Frankfurter Allgemeine Zeitung - Rezension
Frankfurter Allgemeine Zeitung | Besprechung von 25.06.2005

Form folgt der Destruktion: Laurenz Berges fotografiert rheinische Geisterhäuser

Zu diesen Räumen braucht man keinen Schlüssel mehr. Dabei geben sie alles preis, sind nackt bis auf die Knochen und hätten so am meisten vor dem Betrachter zu verbergen. Solche Wände kennen die meisten nur von Umzügen: aus jenen kurzen, rasch übertünchten Momenten, wenn eine Wohnung schon verlassen, aber noch nicht reif für die Übergabe ist. Doch die Bilder des 1966 geborenen Düsseldorfer Fotokünstlers Laurenz Berges fixieren keinen Übergangszustand von einem Bewohner zum nächsten: Der Nachmieter seiner Zimmer ist der Tod.
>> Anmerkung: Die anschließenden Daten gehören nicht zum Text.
#[cfg(test)]
mod tests {
    use super::*;
    use crate::config::Config;
    use crate::obj::Encoding;

    fn server() -> Server {
        Server::new(Config::default())
    }

    fn encoding_of(s: &mut Server, key: &[u8]) -> Encoding {
        s.lookup_read(key).unwrap().encoding()
    }

    fn members(v: Vec<(Vec<u8>, f64)>) -> Vec<String> {
        v.into_iter().map(|(m, _)| String::from_utf8_lossy(&m).to_string()).collect()
    }

    #[test]
    fn zadd_orders_by_score_then_member() {
        let mut s = server();
        assert_eq!(s.zadd(b"z", &[(1.0, b"a"), (2.0, b"c"), (2.0, b"b")]).unwrap(), 3);
        assert_eq!(members(s.zrange(b"z", 0, -1).unwrap()), vec!["a", "b", "c"]);
        assert_eq!(encoding_of(&mut s, b"z"), Encoding::ZipList);
    }

    #[test]
    fn zadd_update_moves_member() {
        let mut s = server();
        s.zadd(b"z", &[(1.0, b"a"), (2.0, b"b")]).unwrap();
        // Same member, new score: not a new addition.
        assert_eq!(s.zadd(b"z", &[(9.0, b"a")]).unwrap(), 0);
        assert_eq!(members(s.zrange(b"z", 0, -1).unwrap()), vec!["b", "a"]);
        assert_eq!(s.zscore(b"z", b"a").unwrap(), Some(9.0));
    }

    #[test]
    fn nan_scores_rejected() {
        let mut s = server();
        assert!(matches!(s.zadd(b"z", &[(f64::NAN, b"a")]), Err(Error::NotFloat)));
        s.zadd(b"z", &[(f64::INFINITY, b"a")]).unwrap();
        assert!(matches!(
            s.zincrby(b"z", f64::NEG_INFINITY, b"a"),
            Err(Error::NotFloat)
        ));
    }

    #[test]
    fn promotion_by_count_and_length() {
        let mut s = server();
        s.config.zset_max_ziplist_entries = 3;
        for i in 0..3 {
            s.zadd(b"z", &[(i as f64, format!("m{}", i).as_bytes())]).unwrap();
        }
        assert_eq!(encoding_of(&mut s, b"z"), Encoding::ZipList);
        s.zadd(b"z", &[(9.0, b"m9")]).unwrap();
        assert_eq!(encoding_of(&mut s, b"z"), Encoding::SkipList);
        // Order survives the conversion.
        assert_eq!(members(s.zrange(b"z", 0, -1).unwrap()), vec!["m0", "m1", "m2", "m9"]);

        let mut s2 = server();
        s2.zadd(b"z", &[(1.0, b"short")]).unwrap();
        let long = vec![b'x'; 70];
        s2.zadd(b"z", &[(2.0, &long)]).unwrap();
        assert_eq!(encoding_of(&mut s2, b"z"), Encoding::SkipList);
    }

    #[test]
    fn zscore_and_zrank() {
        let mut s = server();
        s.zadd(b"z", &[(1.0, b"a"), (2.0, b"b"), (3.0, b"c")]).unwrap();
        assert_eq!(s.zscore(b"z", b"b").unwrap(), Some(2.0));
        assert_eq!(s.zscore(b"z", b"zz").unwrap(), None);
        assert_eq!(s.zrank(b"z", b"a").unwrap(), Some(0));
        assert_eq!(s.zrank(b"z", b"c").unwrap(), Some(2));
        assert_eq!(s.zrevrank(b"z", b"c").unwrap(), Some(0));
        assert_eq!(s.zrank(b"z", b"zz").unwrap(), None);

        // Same answers in the skip-list encoding.
        s.config.zset_max_ziplist_entries = 0;
        s.zadd(b"big", &[(1.0, b"a"), (2.0, b"b"), (3.0, b"c")]).unwrap();
        assert_eq!(encoding_of(&mut s, b"big"), Encoding::SkipList);
        assert_eq!(s.zrank(b"big", b"b").unwrap(), Some(1));
        assert_eq!(s.zrevrank(b"big", b"a").unwrap(), Some(2));
    }

    #[test]
    fn zrangebyscore_ties_lexicographic() {
        let mut s = server();
        s.zadd(b"z", &[(1.0, b"a"), (2.0, b"b"), (2.0, b"c")]).unwrap();
        let hits = s.zrangebyscore(b"z", &ScoreRange::inclusive(2.0, 2.0)).unwrap();
        assert_eq!(members(hits), vec!["b", "c"]);

        let ex = ScoreRange { min: 1.0, max: 2.0, minex: true, maxex: false };
        assert_eq!(members(s.zrangebyscore(b"z", &ex).unwrap()), vec!["b", "c"]);
    }

    #[test]
    fn zcount_matches_range_walk() {
        let mut s = server();
        s.config.zset_max_ziplist_entries = 0; // straight to the skip list
        for i in 0..100 {
            s.zadd(b"z", &[((i % 10) as f64, format!("m{:03}", i).as_bytes())]).unwrap();
        }
        let range = ScoreRange::inclusive(3.0, 5.0);
        let walked = s.zrangebyscore(b"z", &range).unwrap().len();
        assert_eq!(s.zcount(b"z", &range).unwrap(), walked);
        assert_eq!(s.zcount(b"z", &ScoreRange::inclusive(50.0, 60.0)).unwrap(), 0);
    }

    #[test]
    fn zrem_and_empty_key_removal() {
        let mut s = server();
        s.zadd(b"z", &[(1.0, b"a"), (2.0, b"b")]).unwrap();
        assert_eq!(s.zrem(b"z", &[b"a", b"zz"]).unwrap(), 1);
        assert_eq!(s.zrem(b"z", &[b"b"]).unwrap(), 1);
        assert!(!s.exists(b"z"));
    }

    #[test]
    fn zremrange_by_score_and_rank() {
        let mut s = server();
        for i in 0..10 {
            s.zadd(b"z", &[(i as f64, format!("m{}", i).as_bytes())]).unwrap();
        }
        assert_eq!(s.zremrangebyscore(b"z", &ScoreRange::inclusive(3.0, 5.0)).unwrap(), 3);
        assert_eq!(s.zcard(b"z").unwrap(), 7);
        assert_eq!(s.zremrangebyrank(b"z", 0, 1).unwrap(), 2);
        assert_eq!(members(s.zrange(b"z", 0, 0).unwrap()), vec!["m2"]);
        // Negative rank window trims from the tail.
        assert_eq!(s.zremrangebyrank(b"z", -2, -1).unwrap(), 2);
        assert_eq!(s.zcard(b"z").unwrap(), 3);
    }

    #[test]
    fn zrevrange_windows() {
        let mut s = server();
        s.zadd(b"z", &[(1.0, b"a"), (2.0, b"b"), (3.0, b"c"), (4.0, b"d")]).unwrap();
        assert_eq!(members(s.zrevrange(b"z", 0, 1).unwrap()), vec!["d", "c"]);
        assert_eq!(members(s.zrevrange(b"z", 0, -1).unwrap()), vec!["d", "c", "b", "a"]);
        assert_eq!(members(s.zrevrange(b"z", -2, -1).unwrap()), vec!["b", "a"]);
    }

    #[test]
    fn zincrby_accumulates() {
        let mut s = server();
        assert_eq!(s.zincrby(b"z", 2.5, b"m").unwrap(), 2.5);
        assert_eq!(s.zincrby(b"z", 1.5, b"m").unwrap(), 4.0);
        assert_eq!(s.zscore(b"z", b"m").unwrap(), Some(4.0));
        assert_eq!(s.zcard(b"z").unwrap(), 1);
    }

    #[test]
    fn wrong_type_propagates() {
        let mut s = server();
        s.set(b"str", b"v");
        assert!(matches!(s.zadd(b"str", &[(1.0, b"a")]), Err(Error::WrongType)));
        assert!(matches!(s.zcard(b"str"), Err(Error::WrongType)));
    }
}
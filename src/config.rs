// config.rs — Runtime configuration for the storage core.
//
// All encoding-promotion thresholds and snapshot options are carried in a
// plain value type owned by the server. Setters return the stored value so a
// caller applying an option line can echo back what actually took effect.

use crate::error::{Error, Result};

pub const KB: usize = 1 << 10;
pub const MB: usize = 1 << 20;

/// Default number of logical databases.
pub const DEFAULT_DB_COUNT: usize = 16;

/// Default snapshot file name.
pub const DEFAULT_RDB_FILENAME: &str = "dump.rdb";

#[derive(Debug, Clone)]
pub struct Config {
    /// Hash stays packed while it has at most this many fields.
    pub hash_max_ziplist_entries: usize,
    /// Hash stays packed while every field and value is at most this long.
    pub hash_max_ziplist_value: usize,
    /// List stays packed while it has at most this many elements.
    pub list_max_ziplist_entries: usize,
    /// List stays packed while every element is at most this long.
    pub list_max_ziplist_value: usize,
    /// Set stays an integer array while it has at most this many members.
    pub set_max_intset_entries: usize,
    /// Sorted set stays packed while it has at most this many members.
    pub zset_max_ziplist_entries: usize,
    /// Sorted set stays packed while every member is at most this long.
    pub zset_max_ziplist_value: usize,
    /// Attempt LZF compression of long strings in the snapshot writer.
    pub rdb_compression: bool,
    /// Compute (and verify on load) the CRC64 trailer.
    pub rdb_checksum: bool,
    /// Default snapshot path used by save/bgsave when none is given.
    pub rdb_filename: String,
    /// Number of logical databases.
    pub db_count: usize,
}

impl Default for Config {
    fn default() -> Config {
        Config {
            hash_max_ziplist_entries: 512,
            hash_max_ziplist_value: 64,
            list_max_ziplist_entries: 512,
            list_max_ziplist_value: 64,
            set_max_intset_entries: 512,
            zset_max_ziplist_entries: 128,
            zset_max_ziplist_value: 64,
            rdb_compression: true,
            rdb_checksum: true,
            rdb_filename: DEFAULT_RDB_FILENAME.to_string(),
            db_count: DEFAULT_DB_COUNT,
        }
    }
}

impl Config {
    pub fn new() -> Config {
        Config::default()
    }

    pub fn set_hash_max_ziplist_entries(&mut self, n: usize) -> usize {
        self.hash_max_ziplist_entries = n;
        self.hash_max_ziplist_entries
    }

    pub fn set_hash_max_ziplist_value(&mut self, n: usize) -> usize {
        self.hash_max_ziplist_value = n;
        self.hash_max_ziplist_value
    }

    pub fn set_list_max_ziplist_entries(&mut self, n: usize) -> usize {
        self.list_max_ziplist_entries = n;
        self.list_max_ziplist_entries
    }

    pub fn set_list_max_ziplist_value(&mut self, n: usize) -> usize {
        self.list_max_ziplist_value = n;
        self.list_max_ziplist_value
    }

    pub fn set_set_max_intset_entries(&mut self, n: usize) -> usize {
        self.set_max_intset_entries = n;
        self.set_max_intset_entries
    }

    pub fn set_zset_max_ziplist_entries(&mut self, n: usize) -> usize {
        self.zset_max_ziplist_entries = n;
        self.zset_max_ziplist_entries
    }

    pub fn set_zset_max_ziplist_value(&mut self, n: usize) -> usize {
        self.zset_max_ziplist_value = n;
        self.zset_max_ziplist_value
    }

    pub fn set_rdb_compression(&mut self, on: bool) -> bool {
        self.rdb_compression = on;
        self.rdb_compression
    }

    pub fn set_rdb_checksum(&mut self, on: bool) -> bool {
        self.rdb_checksum = on;
        self.rdb_checksum
    }

    /// Applies a single `name value` option line, e.g. from a config file.
    /// Lines are tokenized with the same quoting rules the command layer
    /// uses; blank lines and `#` comments are accepted and ignored.
    pub fn apply_line(&mut self, line: &str) -> Result<()> {
        let trimmed = line.trim();
        if trimmed.is_empty() || trimmed.starts_with('#') {
            return Ok(());
        }
        let tokens = crate::sds::split_args(trimmed.as_bytes())
            .ok_or(Error::OutOfRange("unbalanced quotes in option line"))?;
        if tokens.len() != 2 {
            return Err(Error::OutOfRange("option line must be `name value`"));
        }
        let name = String::from_utf8_lossy(tokens[0].as_bytes()).to_string();
        let value = String::from_utf8_lossy(tokens[1].as_bytes()).to_string();
        self.apply_option(&name, &value)
    }

    /// Applies one option by its kebab-case name.
    pub fn apply_option(&mut self, name: &str, value: &str) -> Result<()> {
        fn num(value: &str) -> Result<usize> {
            value.parse::<usize>().map_err(|_| Error::NotInteger)
        }
        fn yesno(value: &str) -> Result<bool> {
            match value {
                "yes" | "true" | "1" => Ok(true),
                "no" | "false" | "0" => Ok(false),
                _ => Err(Error::OutOfRange("expected yes/no")),
            }
        }
        match name {
            "hash-max-packed-entries" => self.hash_max_ziplist_entries = num(value)?,
            "hash-max-packed-value" => self.hash_max_ziplist_value = num(value)?,
            "list-max-packed-entries" => self.list_max_ziplist_entries = num(value)?,
            "list-max-packed-value" => self.list_max_ziplist_value = num(value)?,
            "set-max-intset-entries" => self.set_max_intset_entries = num(value)?,
            "zset-max-packed-entries" => self.zset_max_ziplist_entries = num(value)?,
            "zset-max-packed-value" => self.zset_max_ziplist_value = num(value)?,
            "rdb-compression" => self.rdb_compression = yesno(value)?,
            "rdb-checksum" => self.rdb_checksum = yesno(value)?,
            "rdb-filename" => self.rdb_filename = value.to_string(),
            "db-count" => {
                let n = num(value)?;
                if n == 0 {
                    return Err(Error::OutOfRange("db-count must be at least 1"));
                }
                self.db_count = n;
            }
            _ => return Err(Error::OutOfRange("unknown option name")),
        }
        Ok(())
    }
}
Bekannt wurde der Becher-Schüler durch seine Aufnahmen der aufgegebenen Kasernen der Roten Armee in Ostdeutschland, die als Sinnbild einer Zeitenwende dienen konnten. Seine neuen Fotografien zeigen großformatige, schmutzig-farbige Innenansichten von Häusern und Wohnungen, die im rheinischen Braunkohlegebiet dem Abraum geopfert werden. "Garzweiler" wurde zum politischen Synomym für eine Standortpolitik über die Köpfe der Ortsansässigen hinweg und trieb beinahe die rot-grüne Koalition Nordrhein-Westfalens zum Bruch. "Etzweiler" nennt Berges seine Serie, die überwiegend im gleichnamigen Ort aufgenommen wurde, der wie zahlreiche andere in der Gegend um Grevenbroich, Erkelenz und Jülich inzwischen zu einem Geisterdorf geworden ist. Berges fotografiert die verlassenen, leer geräumten Wohnungen als Menetekel der Vergänglichkeit einer sich selbst zerstörenden menschlichen Zivilisation.

Doch nicht das Politische oder Historische interessiert Berges. Nur bei wenigen Außenaufnahmen dringt der Kontext in das Blickfeld. Sein Maßstab rückt die Motive ins Abstrakte, die Fotografie vollendet die Defunktionalisierung der Wohnungen, die die Räumung ins Werk setzt. Wände, Böden, Leisten und Decken bilden horizontal gegliederte Farbflächen, die wie dreckig-schmierige Antworten auf die Werke von Mark Rothko erscheinen könnten. Doch ist die Entstofflichung nicht vollständig; meist ragen Gegenstandsrelikte ins Bild: eine Glühbirne, ein Maßband, ein Glas, verstreute Zigaretten, ein Aschenbecher. Vor allem sind es immer wieder die Steckdosen und unverkleideten Kabel, die dem Blick Halt in der Wirklichkeit bieten (wie auf unserer Abbildung "Etzweiler, 2000") - ein fast ironischer Verweis auf den eigentlichen Anlaß der Räumung, die Stromgewinnung im Braunkohlekraftwerk.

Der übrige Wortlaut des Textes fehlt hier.